What's the box? I first heard Richard Hawley on a free CD in 2001, instantly liked it, and thought I was listening to some old-school American making a comeback. It was the song 'Coming Home' and I suppose I was reminded of Ricky Nelson's 'Lonesome Town'.

I was shocked, however, to discover that Hawley wasn't some US old crooner, he was that guy who was in the Longpigs. Not that guy, but, you know, the other guy. The guitarist. Here, perhaps, is the reason I chose Richard Hawley for 2007, because I saw it as an opportunity to mention the Longpigs, "the band that Radiohead could have been" as I indie-Partridgesquely describe them.

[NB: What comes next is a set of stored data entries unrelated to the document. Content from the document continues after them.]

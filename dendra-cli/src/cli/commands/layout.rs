use std::path::PathBuf;

use anyhow::Result;
use clap::Args;
use serde::Serialize;

use dendra_core::{update_coordinates, Config, Viewport};

use super::build_tree;

#[derive(Args)]
pub struct LayoutArgs {
    /// Dendrogram (Newick file)
    pub tree: PathBuf,

    /// Pixel span of the depth axis
    #[arg(long)]
    pub width: Option<f64>,

    /// Pixel span of the leaf axis
    #[arg(long)]
    pub height: Option<f64>,

    /// Horizontal translation of the drawing region
    #[arg(long)]
    pub offset_x: Option<f64>,

    /// Vertical translation of the drawing region
    #[arg(long)]
    pub offset_y: Option<f64>,

    /// Pixels reserved for leaf labels on a mirrored tree
    #[arg(long)]
    pub label_reserve: Option<f64>,

    /// Mirror the tree along the depth axis
    #[arg(long)]
    pub flip: bool,

    /// Distance cutoff for label synthesis (default: half the root distance)
    #[arg(long, value_name = "DIST")]
    pub cutoff: Option<f64>,
}

#[derive(Serialize)]
struct LayoutReport {
    title: String,
    leaf_count: usize,
    flipped: bool,
    nodes: Vec<NodeReport>,
    edges: Vec<EdgeReport>,
}

#[derive(Serialize)]
struct NodeReport {
    id: String,
    #[serde(skip_serializing_if = "Option::is_none")]
    name: Option<String>,
    #[serde(skip_serializing_if = "Option::is_none")]
    label: Option<String>,
    leaves: usize,
    x: f64,
    y: f64,
}

#[derive(Serialize)]
struct EdgeReport {
    id: String,
    source: String,
    target: String,
}

pub fn run(args: LayoutArgs, config: &Config) -> Result<()> {
    let mut tree = build_tree(
        &args.tree,
        args.cutoff,
        config.labels.trim,
        &config.labels.separator,
        &config.labels,
    )?;
    if args.flip {
        tree.toggle_flipped();
    }

    let viewport = Viewport {
        offset_x: args.offset_x.unwrap_or(config.layout.offset_x),
        offset_y: args.offset_y.unwrap_or(config.layout.offset_y),
        width: args.width.unwrap_or(config.layout.width),
        height: args.height.unwrap_or(config.layout.height),
        label_reserve: args.label_reserve.unwrap_or(config.layout.label_reserve),
    };
    update_coordinates(&mut tree, &viewport);

    let nodes = tree
        .nodes()
        .map(|(_, node)| NodeReport {
            id: node.id.clone(),
            name: node.name.clone(),
            label: node.label.clone(),
            leaves: node.subtree_size,
            x: node.x,
            y: node.y,
        })
        .collect();
    let edges = tree
        .nodes()
        .filter_map(|(_, node)| {
            let parent = &tree.node(node.parent?).id;
            Some(EdgeReport {
                id: format!("{}{}", parent, node.id),
                source: parent.clone(),
                target: node.id.clone(),
            })
        })
        .collect();

    let report = LayoutReport {
        title: tree.title.clone(),
        leaf_count: tree.leaf_count(),
        flipped: tree.is_flipped(),
        nodes,
        edges,
    };
    println!("{}", serde_json::to_string_pretty(&report)?);
    Ok(())
}

#[cfg(test)]
mod tests {
    use super::*;
    use std::io::Write;

    #[test]
    fn lays_out_a_tree_file() {
        let mut file = tempfile::NamedTempFile::new().unwrap();
        writeln!(file, "('A':0.5,('B':0.3,'C':0.3):0.2);").unwrap();

        let args = LayoutArgs {
            tree: file.path().to_path_buf(),
            width: Some(400.0),
            height: Some(300.0),
            offset_x: None,
            offset_y: None,
            label_reserve: None,
            flip: true,
            cutoff: None,
        };
        run(args, &Config::default()).unwrap();
    }
}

The Longpigs were one of those "Britpop"-no-"Britrock" bands  who were a little different, had real promise but just blew themselves up and out through poor timing and hedonism. You wouldn't find anything that sounds much more different from Richard Hawley the solo artist. They were a grandstanding, yelping, epic rock band, the singer Crispin Hunt was like Thom Yorke's Kevin the Teenager little brother, his voice flying off in all kinds of unlikely directions. Not to everyone's taste.

There was talent in the band. Various of them have gone on to further musical careers, either as high-ranking bandmates for hire or, as Hunt now is, as a damn successful songwriter for hire, co-writing the Jake Bugg album and that song 'Dream Catch Me' by Newton Faulkner, amongst many others.

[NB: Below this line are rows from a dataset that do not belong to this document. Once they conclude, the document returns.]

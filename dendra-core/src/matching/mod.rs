//! Cross-tree cluster matching
//!
//! Finds pairs of sub-clusters whose synthesized labels agree between two
//! dendrograms, and compares the branches inside a matched pair.

pub mod branches;

use std::collections::HashMap;

use tracing::info;

use crate::model::{Dendrogram, NodeId};

pub use branches::{equal_branches, init_equal_branches, EqualBranches, HighlightMode};

/// A pairing of one sub-cluster root in each of two trees believed to
/// represent the same grouping.
///
/// Holds arena indices into the source and target trees it was computed
/// from; the trees themselves are not owned.
#[derive(Debug, Clone)]
pub struct ClusterMatch {
    /// Matched node in the source tree.
    pub source: NodeId,
    /// Matched node in the target tree.
    pub target: NodeId,
    /// Label shared by the pair, copied from the source node at match time.
    pub label: String,
    /// Display color, assigned by the caller once all matches of a scene
    /// are known; never chosen here.
    pub color: Option<String>,
    /// Edge-id lists of structurally corresponding branches, filled on
    /// demand by the branch comparator.
    pub equal_branches: Option<EqualBranches>,
}

/// Find label-equal sub-cluster pairings between `source` (starting at
/// `node`) and `target`.
///
/// A node whose subtree holds fewer than `min_leaves` leaves is trivial:
/// it is excluded from matching and never descended into. For an eligible
/// labeled node, the target tree is searched in preorder and the first
/// label-equal candidate of sufficient size wins, so the coarsest match is
/// reported and nested finer matches below it are not. Without a hit the
/// search recurses into the node's children and concatenates their results.
pub fn find_matching_clusters(
    source: &Dendrogram,
    node: NodeId,
    target: &Dendrogram,
    min_leaves: usize,
) -> Vec<ClusterMatch> {
    if source.node(node).subtree_size < min_leaves {
        return Vec::new();
    }

    if let Some(label) = &source.node(node).label {
        for candidate in target.subtree_ids(target.root()) {
            let other = target.node(candidate);
            if other.subtree_size < min_leaves {
                continue;
            }
            if other.label.as_ref() == Some(label) {
                return vec![ClusterMatch {
                    source: node,
                    target: candidate,
                    label: label.clone(),
                    color: None,
                    equal_branches: None,
                }];
            }
        }
    }

    let mut matches = Vec::new();
    for &child in &source.node(node).children {
        matches.extend(find_matching_clusters(source, child, target, min_leaves));
    }
    matches
}

/// Match two whole trees: [`find_matching_clusters`] from the source root.
pub fn match_trees(
    source: &Dendrogram,
    target: &Dendrogram,
    min_leaves: usize,
) -> Vec<ClusterMatch> {
    let matches = find_matching_clusters(source, source.root(), target, min_leaves);
    info!(
        "found {} matching clusters between '{}' and '{}'",
        matches.len(),
        source.title,
        target.title
    );
    matches
}

/// Fill in match colors from an explicit label-keyed table.
///
/// The table is built once per full matching pass by the caller; labels
/// missing from it leave the color unset.
pub fn assign_colors(matches: &mut [ClusterMatch], table: &HashMap<String, String>) {
    for m in matches.iter_mut() {
        m.color = table.get(&m.label).cloned();
    }
}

There was never any doubt about the songwriting really. Go back and listen to their biggest hit, 'On and On'. That's just a lovely song. Any era, any singer. You'd expect, having written that, to be made for life.

Their second album came out well after the Britpop bubble burst and I remember them incongruously appearing on CD:UK with a certain sense of doon and doing press interviews with frankly fairly disturbing intimations of dark excess. The second album was not a success. It's actually really good, I think. Try 'Free Toy'.

Anyway, Hawley went away, played with Pulp, played on All Saints hits, then went solo when people told him just how good his voice was. As for Hunt, he somewhat disappeared (I think he even did some work in politics) before his recent songwriting comeback. I once happened to espy him bumping into fellow Britpop survivor/casualty Brett Anderson at the bar of the Royal Festival Hall when Brian Wilson was doing 'Pet Sounds' there. I can exclusively reveal the conversation went "Hey, Brett!" "...Crispin. How're you doing?" "Yeah, good." I'd like to think this epochal rock meeting was directly responsible for the comeback of sorts that both men have made. Magic dust ...

Safe to say it's Richard Hawley who's gone on to the greatest things though, as one of the most consistently revered men in the British music industry. Twice nominated for the Mercury Prize, when fellow Sheffield band Arctic Monkeys won ahead of them they famously said "Call 999. Richard Hawley's been robbed". So, some people must think he can do a good album ...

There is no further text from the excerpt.